- [WORK TASK]: Could you reproduce every record below exactly as it stands?

- [SUPPLIED DATA]:
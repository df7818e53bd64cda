//! BETSLIP — fixed-odds match card with a simulated bet ledger
//!
//! Library crate exposing all modules for use by integration tests
//! and the binary entry point.

pub mod config;
pub mod types;
pub mod catalog;
pub mod engine;
pub mod notify;
pub mod dashboard;
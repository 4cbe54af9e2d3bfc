//! Query pipeline: load, split, embed, index, retrieve, generate
//!
//! Nothing is cached between calls. Each question re-reads the source file
//! and rebuilds the index, so edits to the FAQ show up on the next question.

use std::path::{Path, PathBuf};
use std::sync::Arc;
use std::time::Instant;

use crate::config::RagConfig;
use crate::error::{Error, Result};
use crate::generation::{PromptBuilder, PromptRequest, ResponseGenerator};
use crate::ingestion::{load_document, TextChunker};
use crate::providers::{ChatModel, EmbeddingProvider, GenerationParams, OpenAiClient};
use crate::retrieval::{SearchResult, VectorIndex};
use crate::types::{Chunk, IndexEntry};

/// Everything one query produced, for callers that want more than the answer
#[derive(Debug, Clone)]
pub struct QueryOutcome {
    /// Model answer text
    pub answer: String,
    /// Retrieved chunks with scores, most similar first
    pub retrieved: Vec<SearchResult>,
    /// The exact prompt sent to the chat model
    pub prompt: PromptRequest,
}

/// The RAG chain over one source document
pub struct RagPipeline {
    source_path: PathBuf,
    chunker: TextChunker,
    top_k: usize,
    embedder: Arc<dyn EmbeddingProvider>,
    generator: ResponseGenerator,
}

impl RagPipeline {
    /// Create a pipeline over explicit providers
    pub fn new(
        config: &RagConfig,
        embedder: Arc<dyn EmbeddingProvider>,
        model: Arc<dyn ChatModel>,
    ) -> Result<Self> {
        config.validate()?;
        Ok(Self {
            source_path: config.source_path.clone(),
            chunker: TextChunker::from_config(&config.chunking)?,
            top_k: config.retrieval.top_k,
            embedder,
            generator: ResponseGenerator::new(model),
        })
    }

    /// Create a pipeline backed by the OpenAI-compatible client
    pub fn from_config(config: &RagConfig) -> Result<Self> {
        if !config.has_api_key() {
            tracing::warn!("No API key configured; embedding and generation calls will fail");
        }
        let client = Arc::new(OpenAiClient::new(&config.llm)?);
        Self::new(config, client.clone(), client)
    }

    /// Path of the source document
    pub fn source_path(&self) -> &Path {
        &self.source_path
    }

    /// Number of chunks retrieved per question
    pub fn top_k(&self) -> usize {
        self.top_k
    }

    /// Answer a question
    pub async fn query(&self, question: &str, params: &GenerationParams) -> Result<String> {
        Ok(self.query_traced(question, params).await?.answer)
    }

    /// Answer a question and return the retrieval and prompt details
    pub async fn query_traced(
        &self,
        question: &str,
        params: &GenerationParams,
    ) -> Result<QueryOutcome> {
        let start = Instant::now();
        tracing::info!("Query: \"{}\"", question);

        let index = self.build_index().await?;

        let query_vector = self.embedder.embed_one(question).await?;
        let retrieved = index.search(&query_vector, self.top_k)?;
        for hit in &retrieved {
            tracing::debug!(
                "Retrieved chunk {} (similarity {:.3})",
                hit.chunk.order_index,
                hit.similarity
            );
        }

        let chunks: Vec<Chunk> = retrieved.iter().map(|r| r.chunk.clone()).collect();
        let prompt = PromptBuilder::build(&chunks, question);
        let answer = self.generator.generate_from_prompt(&prompt, params).await?;

        tracing::info!(
            "Query completed in {}ms, {} chunks retrieved",
            start.elapsed().as_millis(),
            retrieved.len()
        );

        Ok(QueryOutcome {
            answer,
            retrieved,
            prompt,
        })
    }

    /// Read, split and embed the source document into a fresh index
    async fn build_index(&self) -> Result<VectorIndex> {
        let document = load_document(&self.source_path).await?;
        let chunks = self.chunker.chunk_document(&document);
        tracing::debug!(
            "Split {} ({} chars) into {} chunks",
            document.source_path.display(),
            document.char_len(),
            chunks.len()
        );

        let texts: Vec<String> = chunks.iter().map(|c| c.text.clone()).collect();
        let vectors = self.embedder.embed_batch(&texts).await?;
        if vectors.len() != chunks.len() {
            return Err(Error::embedding(format!(
                "{} returned {} vectors for {} chunks",
                self.embedder.name(),
                vectors.len(),
                chunks.len()
            )));
        }

        let entries = chunks
            .into_iter()
            .zip(vectors)
            .map(|(chunk, vector)| IndexEntry::new(chunk, vector))
            .collect();
        VectorIndex::build(entries)
    }
}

- [ANSWER SECTION]:
repository df7818e53bd64cda
//! BETSLIP — fixed-odds match card with a simulated bet ledger
//!
//! Library crate exposing all modules for use by integration tests
//! and the binary entry point.

pub mod config;
pub mod types;
pub mod catalog;
pub mod engine;
pub mod notify;
pub mod dashboard;
repository 4cbe54af9e2d3bfc
//! Query pipeline: load, split, embed, index, retrieve, generate
//!
//! Nothing is cached between calls. Each question re-reads the source file
//! and rebuilds the index, so edits to the FAQ show up on the next question.

use std::path::{Path, PathBuf};
use std::sync::Arc;
use std::time::Instant;

use crate::config::RagConfig;
use crate::error::{Error, Result};
use crate::generation::{PromptBuilder, PromptRequest, ResponseGenerator};
use crate::ingestion::{load_document, TextChunker};
use crate::providers::{ChatModel, EmbeddingProvider, GenerationParams, OpenAiClient};
use crate::retrieval::{SearchResult, VectorIndex};
use crate::types::{Chunk, IndexEntry};

/// Everything one query produced, for callers that want more than the answer
#[derive(Debug, Clone)]
pub struct QueryOutcome {
    /// Model answer text
    pub answer: String,
    /// Retrieved chunks with scores, most similar first
    pub retrieved: Vec<SearchResult>,
    /// The exact prompt sent to the chat model
    pub prompt: PromptRequest,
}

/// The RAG chain over one source document
pub struct RagPipeline {
    source_path: PathBuf,
    chunker: TextChunker,
    top_k: usize,
    embedder: Arc<dyn EmbeddingProvider>,
    generator: ResponseGenerator,
}

impl RagPipeline {
    /// Create a pipeline over explicit providers
    pub fn new(
        config: &RagConfig,
        embedder: Arc<dyn EmbeddingProvider>,
        model: Arc<dyn ChatModel>,
    ) -> Result<Self> {
        config.validate()?;
        Ok(Self {
            source_path: config.source_path.clone(),
            chunker: TextChunker::from_config(&config.chunking)?,
            top_k: config.retrieval.top_k,
            embedder,
            generator: ResponseGenerator::new(model),
        })
    }

    /// Create a pipeline backed by the OpenAI-compatible client
    pub fn from_config(config: &RagConfig) -> Result<Self> {
        if !config.has_api_key() {
            tracing::warn!("No API key configured; embedding and generation calls will fail");
        }
        let client = Arc::new(OpenAiClient::new(&config.llm)?);
        Self::new(config, client.clone(), client)
    }

    /// Path of the source document
    pub fn source_path(&self) -> &Path {
        &self.source_path
    }

    /// Number of chunks retrieved per question
    pub fn top_k(&self) -> usize {
        self.top_k
    }

    /// Answer a question
    pub async fn query(&self, question: &str, params: &GenerationParams) -> Result<String> {
        Ok(self.query_traced(question, params).await?.answer)
    }

    /// Answer a question and return the retrieval and prompt details
    pub async fn query_traced(
        &self,
        question: &str,
        params: &GenerationParams,
    ) -> Result<QueryOutcome> {
        let start = Instant::now();
        tracing::info!("Query: \"{}\"", question);

        let index = self.build_index().await?;

        let query_vector = self.embedder.embed_one(question).await?;
        let retrieved = index.search(&query_vector, self.top_k)?;
        for hit in &retrieved {
            tracing::debug!(
                "Retrieved chunk {} (similarity {:.3})",
                hit.chunk.order_index,
                hit.similarity
            );
        }

        let chunks: Vec<Chunk> = retrieved.iter().map(|r| r.chunk.clone()).collect();
        let prompt = PromptBuilder::build(&chunks, question);
        let answer = self.generator.generate_from_prompt(&prompt, params).await?;

        tracing::info!(
            "Query completed in {}ms, {} chunks retrieved",
            start.elapsed().as_millis(),
            retrieved.len()
        );

        Ok(QueryOutcome {
            answer,
            retrieved,
            prompt,
        })
    }

    /// Read, split and embed the source document into a fresh index
    async fn build_index(&self) -> Result<VectorIndex> {
        let document = load_document(&self.source_path).await?;
        let chunks = self.chunker.chunk_document(&document);
        tracing::debug!(
            "Split {} ({} chars) into {} chunks",
            document.source_path.display(),
            document.char_len(),
            chunks.len()
        );

        let texts: Vec<String> = chunks.iter().map(|c| c.text.clone()).collect();
        let vectors = self.embedder.embed_batch(&texts).await?;
        if vectors.len() != chunks.len() {
            return Err(Error::embedding(format!(
                "{} returned {} vectors for {} chunks",
                self.embedder.name(),
                vectors.len(),
                chunks.len()
            )));
        }

        let entries = chunks
            .into_iter()
            .zip(vectors)
            .map(|(chunk, vector)| IndexEntry::new(chunk, vector))
            .collect();
        VectorIndex::build(entries)
    }
}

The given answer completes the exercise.